You have 2 things occurring here. The air dam effectively pushes a lot of air around and underneath that would otherwise run in to the undercarriage and result in turbulence. It's feasible that it's pushing a lot of air unnecessarily at slow speeds and the city mpg gain is because at those slower speeds the air hitting the undercarriage doesn't matter much. There isn't a whole lot of it. But much energy is expended pushing it around the truck.

The other issue related to the steps is that weight matters when starting and stopping, but not at steady speeds. So removing the steps might have had no weight effect (who knows about aero) during the highway portion but have been of some notable help at slow city start/ stop duty cycle. I'd bet that with air damn, w/o steps, would be the best combo in all circumstances.
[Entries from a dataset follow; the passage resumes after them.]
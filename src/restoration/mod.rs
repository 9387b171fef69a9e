//! Undoing conversions: sessions, the engine that walks the ledger, and the
//! reporter that keeps operators informed while it runs.
mod engine;
mod progress;
mod session;

pub use engine::{RestorationEngine, BATCH_SIZE, REGION_TIMEOUT};
pub use progress::{format_duration, ProgressReporter, Update, CHECK_PERIOD_TICKS, TIME_INTERVAL};
pub use session::RestorationSession;
//! Game events the crate intercepts, and the bus that fans them out.
//!
//! Handlers are grouped under a [`Token`] so that everything one component
//! registered can be dropped in one call when configuration changes.
use crate::prelude::*;
use parking_lot::RwLock;
use std::collections::HashMap;
use std::sync::atomic::{AtomicU64, Ordering};

macro_rules! events {
    {$($kind:ident { $($field:ident: $ty:ty),* $(,)? },)*} => {
        #[derive(Debug, Clone, Copy, PartialEq, Eq, Hash)]
        pub enum EventKind {
            $($kind,)*
        }
        #[derive(Debug)]
        pub enum Event<'a> {
            $($kind { $($field: $ty),* },)*
        }
        impl Event<'_> {
            pub fn kind(&self) -> EventKind {
                match self {
                    $(Event::$kind { .. } => EventKind::$kind,)*
                }
            }
        }
    };
}
events! {
    BlockDamage { world: WorldId, pos: BlockPos, actor: Actor },
    ChunkLoad { world: WorldId, chunk: ChunkPos, new_chunk: bool },
    Craft { actor: Actor, result: &'a Item },
    Equip { actor: Actor, item: &'a Item },
    Attack { actor: Actor, weapon: &'a Item },
    Pickup { actor: Actor, item: &'a Item },
    Drop { actor: Actor, item: &'a Item },
    InventoryClick { actor: Actor, current: Option<&'a Item>, cursor: Option<&'a Item> },
    ContainerTransfer { item: &'a Item },
}

/// What the host should do with the action behind an event. When several handlers
/// answer, the strongest verdict wins.
#[derive(Debug, Clone, Copy, PartialEq, Eq, PartialOrd, Ord, Default)]
pub enum Verdict {
    #[default]
    Allow,
    Cancel,
    /// Cancel, and delete the item entity involved.
    Remove,
}

#[derive(Debug, Clone, Copy, PartialEq, Eq, Hash)]
pub struct Token(u64);

pub type Handler = Arc<dyn Fn(&Event<'_>) -> Verdict + Send + Sync>;

#[derive(Default)]
pub struct EventBus {
    next: AtomicU64,
    handlers: RwLock<HashMap<EventKind, Vec<(Token, Handler)>>>,
}
impl EventBus {
    pub fn new() -> Self {
        Self::default()
    }
    pub fn token(&self) -> Token {
        Token(self.next.fetch_add(1, Ordering::Relaxed))
    }
    pub fn subscribe(&self, token: Token, kind: EventKind, handler: impl Fn(&Event<'_>) -> Verdict + Send + Sync + 'static) {
        self.handlers.write().entry(kind).or_default().push((token, Arc::new(handler)));
    }
    pub fn unsubscribe_all(&self, token: Token) -> usize {
        let mut removed = 0;
        for handlers in self.handlers.write().values_mut() {
            let before = handlers.len();
            handlers.retain(|(t, _)| *t != token);
            removed += before - handlers.len();
        }
        removed
    }
    pub fn handler_count(&self, kind: EventKind) -> usize {
        self.handlers.read().get(&kind).map_or(0, Vec::len)
    }
    /// Runs every handler for the event's kind in registration order.
    pub fn dispatch(&self, event: &Event<'_>) -> Verdict {
        // handlers may touch the bus themselves, so don't hold the lock while they run
        let handlers: Vec<Handler> = match self.handlers.read().get(&event.kind()) {
            Some(handlers) => handlers.iter().map(|(_, h)| h.clone()).collect(),
            None => return Verdict::Allow,
        };
        handlers.iter().map(|h| h(event)).max().unwrap_or_default()
    }
}
impl std::fmt::Debug for EventBus {
    fn fmt(&self, f: &mut std::fmt::Formatter<'_>) -> std::fmt::Result {
        let handlers = self.handlers.read();
        f.debug_map().entries(handlers.iter().map(|(k, v)| (k, v.len()))).finish()
    }
}

#[cfg(test)]
mod tests {
    use super::*;

    fn actor() -> Actor {
        Actor { id: PlayerId::random(), mode: GameMode::Survival }
    }

    #[test]
    fn strongest_verdict_wins() {
        let bus = EventBus::new();
        let token = bus.token();
        bus.subscribe(token, EventKind::Drop, |_| Verdict::Cancel);
        bus.subscribe(token, EventKind::Drop, |_| Verdict::Remove);
        bus.subscribe(token, EventKind::Drop, |_| Verdict::Allow);
        let item = Item::new(Material::NETHERITE_INGOT);
        assert_eq!(bus.dispatch(&Event::Drop { actor: actor(), item: &item }), Verdict::Remove);
        assert_eq!(bus.dispatch(&Event::Pickup { actor: actor(), item: &item }), Verdict::Allow);
    }

    #[test]
    fn unsubscribe_only_drops_own_handlers() {
        let bus = EventBus::new();
        let (a, b) = (bus.token(), bus.token());
        bus.subscribe(a, EventKind::Craft, |_| Verdict::Cancel);
        bus.subscribe(a, EventKind::Attack, |_| Verdict::Cancel);
        bus.subscribe(b, EventKind::Craft, |_| Verdict::Allow);
        assert_eq!(bus.unsubscribe_all(a), 2);
        assert_eq!(bus.handler_count(EventKind::Craft), 1);
        assert_eq!(bus.handler_count(EventKind::Attack), 0);
        assert_eq!(bus.unsubscribe_all(a), 0);
    }

    #[test]
    fn handlers_may_subscribe_while_dispatching() {
        let bus = Arc::new(EventBus::new());
        let token = bus.token();
        let inner = bus.clone();
        bus.subscribe(token, EventKind::ChunkLoad, move |_| {
            inner.subscribe(token, EventKind::ChunkLoad, |_| Verdict::Allow);
            Verdict::Allow
        });
        let event = Event::ChunkLoad { world: WorldId::random(), chunk: ChunkPos { x: 0, z: 0 }, new_chunk: true };
        bus.dispatch(&event);
        assert_eq!(bus.handler_count(EventKind::ChunkLoad), 2);
    }
}
use crate::prelude::*;
use std::collections::HashMap;

#[derive(Debug, Clone, Copy, PartialEq, Eq, Hash, PartialOrd, Ord, Default)]
pub struct V3<T> {
    pub x: T,
    pub y: T,
    pub z: T,
}
#[allow(non_snake_case)]
pub const fn V3<T>(x: T, y: T, z: T) -> V3<T> {
    V3 { x, y, z }
}
pub type BlockPos = V3<i32>;

impl BlockPos {
    pub fn chunk(&self) -> ChunkPos {
        ChunkPos { x: self.x.div_euclid(16), z: self.z.div_euclid(16) }
    }
}
// ledger files store positions as "x,y,z"
impl std::fmt::Display for BlockPos {
    fn fmt(&self, f: &mut std::fmt::Formatter<'_>) -> std::fmt::Result {
        write!(f, "{},{},{}", self.x, self.y, self.z)
    }
}
impl std::str::FromStr for BlockPos {
    type Err = Error;
    fn from_str(s: &str) -> Result<Self> {
        let invalid = || Error::InvalidLocation(s.to_owned());
        let mut parts = s.split(',').map(|p| p.trim().parse::<i32>());
        match (parts.next(), parts.next(), parts.next(), parts.next()) {
            (Some(Ok(x)), Some(Ok(y)), Some(Ok(z)), None) => Ok(V3(x, y, z)),
            _ => Err(invalid()),
        }
    }
}

#[derive(Debug, Clone, Copy, PartialEq, Eq, Hash, PartialOrd, Ord)]
pub struct ChunkPos {
    pub x: i32,
    pub z: i32,
}
impl ChunkPos {
    /// Regions group 32x32 chunks, the unit a region thread owns.
    pub fn region(&self) -> (i32, i32) {
        (self.x >> 5, self.z >> 5)
    }
    pub fn block(&self, x: i32, y: i32, z: i32) -> BlockPos {
        V3(self.x * 16 + x, y, self.z * 16 + z)
    }
}

macro_rules! id_type {
    ($name:ident) => {
        #[derive(Debug, Clone, Copy, PartialEq, Eq, Hash, PartialOrd, Ord)]
        pub struct $name(pub uuid::Uuid);
        impl $name {
            pub fn random() -> Self {
                Self(uuid::Uuid::new_v4())
            }
        }
        impl std::fmt::Display for $name {
            fn fmt(&self, f: &mut std::fmt::Formatter<'_>) -> std::fmt::Result {
                self.0.fmt(f)
            }
        }
        impl std::str::FromStr for $name {
            type Err = uuid::Error;
            fn from_str(s: &str) -> Result<Self, uuid::Error> {
                uuid::Uuid::parse_str(s.trim()).map(Self)
            }
        }
    };
}
id_type!(WorldId);
id_type!(PlayerId);

#[derive(Debug, Clone, Copy, PartialEq, Eq, Hash)]
pub enum Dimension {
    Overworld,
    Nether,
    End,
}

#[derive(Debug, Clone, Copy, PartialEq, Eq, Hash)]
pub enum GameMode {
    Survival,
    Creative,
    Adventure,
    Spectator,
}

/// The player behind an intercepted action.
#[derive(Debug, Clone, Copy, PartialEq, Eq)]
pub struct Actor {
    pub id: PlayerId,
    pub mode: GameMode,
}

macro_rules! materials {
    {$($name:ident = $id:literal,)*} => {
        #[allow(non_camel_case_types)]
        #[derive(Debug, Clone, Copy, PartialEq, Eq, Hash, PartialOrd, Ord)]
        pub enum Material {
            $($name,)*
        }
        impl Material {
            pub const ALL: &'static [Material] = &[$(Material::$name,)*];
            pub fn name(self) -> &'static str {
                match self {
                    $(Material::$name => stringify!($name),)*
                }
            }
            pub fn net_id(self) -> u16 {
                match self {
                    $(Material::$name => $id,)*
                }
            }
            pub fn from_net_id(id: u16) -> Option<Self> {
                match id {
                    $($id => Some(Material::$name),)*
                    _ => None,
                }
            }
        }
    };
}
materials! {
    AIR = 0,
    STONE = 1,
    GRASS_BLOCK = 2,
    DIRT = 3,
    COBBLESTONE = 4,
    ANDESITE = 5,
    OBSIDIAN = 6,
    NETHERRACK = 7,
    BASALT = 8,
    BLACKSTONE = 9,
    SOUL_SAND = 10,
    ANCIENT_DEBRIS = 11,
    NETHERITE_BLOCK = 12,
    CRAFTING_TABLE = 13,
    CHEST = 14,
    SMITHING_TABLE = 15,

    NETHERITE_SCRAP = 100,
    NETHERITE_INGOT = 101,
    NETHERITE_UPGRADE_SMITHING_TEMPLATE = 102,
    NETHERITE_SWORD = 103,
    NETHERITE_PICKAXE = 104,
    NETHERITE_AXE = 105,
    NETHERITE_SHOVEL = 106,
    NETHERITE_HOE = 107,
    NETHERITE_HELMET = 108,
    NETHERITE_CHESTPLATE = 109,
    NETHERITE_LEGGINGS = 110,
    NETHERITE_BOOTS = 111,
    DIAMOND = 120,
    DIAMOND_SWORD = 121,
    DIAMOND_PICKAXE = 122,
    DIAMOND_HELMET = 123,
    DIAMOND_CHESTPLATE = 124,
    IRON_INGOT = 130,
    IRON_SWORD = 131,
    GOLD_INGOT = 140,
    ELYTRA = 150,
}
impl Material {
    /// Looks a material up by its canonical (uppercase) identifier.
    pub fn from_name(name: &str) -> Option<Self> {
        let name = name.trim().to_ascii_uppercase();
        Material::ALL.iter().copied().find(|m| m.name() == name)
    }
    pub fn is_block(self) -> bool {
        self.net_id() < 100
    }
    pub fn is_armor(self) -> bool {
        ["_HELMET", "_CHESTPLATE", "_LEGGINGS", "_BOOTS"].iter().any(|s| self.name().ends_with(s))
            || self == Material::ELYTRA
    }
}
impl std::fmt::Display for Material {
    fn fmt(&self, f: &mut std::fmt::Formatter<'_>) -> std::fmt::Result {
        f.write_str(self.name())
    }
}

#[derive(Debug, Clone, PartialEq)]
pub struct Item {
    pub material: Material,
    pub count: u8,
    pub tag: Option<fastnbt::Value>,
}
impl Item {
    pub fn new(material: Material) -> Self {
        Self { material, count: 1, tag: None }
    }
    /// Reads an item whose tag arrives as raw NBT, as it does off the wire.
    pub fn with_tag_bytes(material: Material, count: u8, tag: &[u8]) -> Result<Self> {
        let tag: fastnbt::Value = fastnbt::from_bytes(tag)?;
        Ok(Self { material, count, tag: Some(tag) })
    }
    pub fn named(mut self, name: &str) -> Self {
        let text = serde_json::json!({ "text": name }).to_string();
        let display = HashMap::from([("Name".to_owned(), fastnbt::Value::String(text))]);
        let mut root = match self.tag.take() {
            Some(fastnbt::Value::Compound(root)) => root,
            _ => HashMap::new(),
        };
        root.insert("display".to_owned(), fastnbt::Value::Compound(display));
        self.tag = Some(fastnbt::Value::Compound(root));
        self
    }
    /// The custom name from the `display.Name` tag, flattened to plain text.
    pub fn display_name(&self) -> Option<String> {
        let fastnbt::Value::Compound(root) = self.tag.as_ref()? else { return None };
        let fastnbt::Value::Compound(display) = root.get("display")? else { return None };
        let fastnbt::Value::String(raw) = display.get("Name")? else { return None };
        Some(match serde_json::from_str::<serde_json::Value>(raw) {
            Ok(component) => flatten_text(&component),
            Err(_) => raw.clone(),
        })
    }
}
fn flatten_text(component: &serde_json::Value) -> String {
    match component {
        serde_json::Value::String(s) => s.clone(),
        serde_json::Value::Array(parts) => parts.iter().map(flatten_text).collect(),
        serde_json::Value::Object(fields) => {
            let mut text = fields.get("text").map(flatten_text).unwrap_or_default();
            if let Some(extra) = fields.get("extra") {
                text.push_str(&flatten_text(extra));
            }
            text
        }
        _ => String::new(),
    }
}
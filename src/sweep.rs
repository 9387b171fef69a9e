use crate::prelude::*;
use crate::classifier::ItemClassifier;
use crate::config::Settings;
use crate::host::Host;
use crate::scheduler::{ExecutionRegime, TaskHandle};
use parking_lot::Mutex;

/// Periodically strips restricted items out of every online player's inventory.
#[derive(Debug)]
pub struct InventorySweep {
    host: Host,
    classifier: Arc<ItemClassifier>,
    regime: ExecutionRegime,
    task: Mutex<Option<TaskHandle>>,
}
impl InventorySweep {
    pub fn new(host: Host, classifier: Arc<ItemClassifier>, regime: ExecutionRegime) -> Self {
        Self { host, classifier, regime, task: Mutex::new(None) }
    }

    /// (Re)starts the sweep for `settings`. Does nothing past stopping the old one
    /// unless clearing and destructive actions are both on.
    pub fn start(self: &Arc<Self>, settings: Arc<Settings>) {
        self.stop();
        if !(settings.clear_inventories && settings.enable_destructive_actions) {
            return;
        }
        let period = settings.sweep_period_ticks();
        let sweep = Arc::downgrade(self);
        let handle = self.host.scheduler.run_repeating(
            0,
            period,
            Box::new(move |handle| match sweep.upgrade() {
                Some(sweep) => sweep.sweep_all(&settings),
                None => handle.cancel(),
            }),
        );
        log::debug!("inventory sweep every {period} ticks");
        *self.task.lock() = Some(handle);
    }
    pub fn stop(&self) {
        if let Some(task) = self.task.lock().take() {
            task.cancel();
        }
    }
    pub fn is_running(&self) -> bool {
        self.task.lock().is_some()
    }

    fn sweep_all(self: &Arc<Self>, settings: &Arc<Settings>) {
        for player in self.host.inventories.online_players() {
            match self.regime {
                ExecutionRegime::SingleThreaded => {
                    self.sweep_player(player, settings);
                }
                ExecutionRegime::RegionParallel => {
                    let Some((world, pos)) = self.host.inventories.player_location(player) else { continue };
                    let (sweep, settings) = (self.clone(), settings.clone());
                    self.host.scheduler.run_on_region(
                        world,
                        pos.chunk(),
                        Box::new(move || {
                            sweep.sweep_player(player, &settings);
                        }),
                    );
                }
            }
        }
    }

    /// One pass over every online player on the calling thread. Returns how many
    /// items were removed.
    pub fn sweep_once(&self, settings: &Settings) -> usize {
        self.host.inventories.online_players().into_iter().map(|p| self.sweep_player(p, settings)).sum()
    }

    fn sweep_player(&self, player: PlayerId, settings: &Settings) -> usize {
        if let Some(mode) = self.host.inventories.game_mode(player) {
            if settings.is_exempt(&Actor { id: player, mode }) {
                return 0;
            }
        }
        let removed = self.host.inventories.retain_items(player, &mut |item| !self.classifier.is_restricted(item));
        if !removed.is_empty() && settings.log_inventory_removals {
            let names: Vec<&str> = removed.iter().map(|i| i.material.name()).collect();
            log::info!("removed {} restricted items from {player}: {}", removed.len(), names.join(", "));
        }
        removed.len()
    }
}

#[cfg(test)]
mod tests {
    use super::*;
    use crate::scheduler::TickScheduler;
    use crate::world::Level;

    fn setup(settings: &Settings) -> (Arc<Level>, Arc<TickScheduler>, Arc<InventorySweep>) {
        let level = Arc::new(Level::new());
        let scheduler = Arc::new(TickScheduler::new());
        let host = Host::from_level(level.clone(), scheduler.clone());
        let classifier = Arc::new(ItemClassifier::new(settings));
        let sweep = Arc::new(InventorySweep::new(host, classifier, ExecutionRegime::SingleThreaded));
        (level, scheduler, sweep)
    }

    #[test]
    fn removes_only_restricted_items() {
        let settings = Settings::default();
        let (level, _scheduler, sweep) = setup(&settings);
        let player = level.join(WorldId::random(), V3(0, 64, 0));
        level.give(player, Item::new(Material::NETHERITE_PICKAXE));
        level.give(player, Item::new(Material::DIAMOND_PICKAXE));
        level.give(player, Item::new(Material::STONE).named("netherite_scrap, honest"));
        assert_eq!(sweep.sweep_once(&settings), 2);
        assert_eq!(level.inventory(player), vec![Item::new(Material::DIAMOND_PICKAXE)]);
    }

    #[test]
    fn runs_on_the_configured_period() {
        let settings = Settings { clear_inventories: true, delay: 2, multiplier: 5, ..Settings::default() };
        let (level, scheduler, sweep) = setup(&settings);
        let player = level.join(WorldId::random(), V3(0, 64, 0));
        sweep.start(Arc::new(settings));
        assert!(sweep.is_running());

        scheduler.tick();
        level.give(player, Item::new(Material::NETHERITE_INGOT));
        for _ in 0..9 {
            scheduler.tick();
        }
        assert_eq!(level.inventory(player).len(), 1);
        scheduler.tick();
        assert!(level.inventory(player).is_empty());

        sweep.stop();
        level.give(player, Item::new(Material::NETHERITE_INGOT));
        for _ in 0..20 {
            scheduler.tick();
        }
        assert_eq!(level.inventory(player).len(), 1);
    }

    #[test]
    fn needs_destructive_actions() {
        let settings = Settings { clear_inventories: true, enable_destructive_actions: false, ..Settings::default() };
        let (_level, _scheduler, sweep) = setup(&settings);
        sweep.start(Arc::new(settings));
        assert!(!sweep.is_running());
    }

    #[test]
    fn exempt_players_keep_their_items() {
        let settings = Settings { ignore_creative_spectator: true, ..Settings::default() };
        let (level, _scheduler, sweep) = setup(&settings);
        let player = level.join(WorldId::random(), V3(0, 64, 0));
        level.set_game_mode(player, GameMode::Creative);
        level.give(player, Item::new(Material::NETHERITE_SWORD));
        assert_eq!(sweep.sweep_once(&settings), 0);
    }
}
But look from GM's perspective, a $2 piece of plastic that gains a proven 1 mpg is such a no brainer. They would do 150 little pieces of plastic if they all made gains even a fraction of this.

I really wish they would build full under body coverings, that's efficient and out of the way and 100% provides real improvement which is why I built one for my Vette.

As for me and my truck, I don't even notice the dam and will probably just leave it on my future lifted Canyon for the gain in highway mpg but more for the improvement in front end planted feel at highway speeds (a sure proof of better aero btw).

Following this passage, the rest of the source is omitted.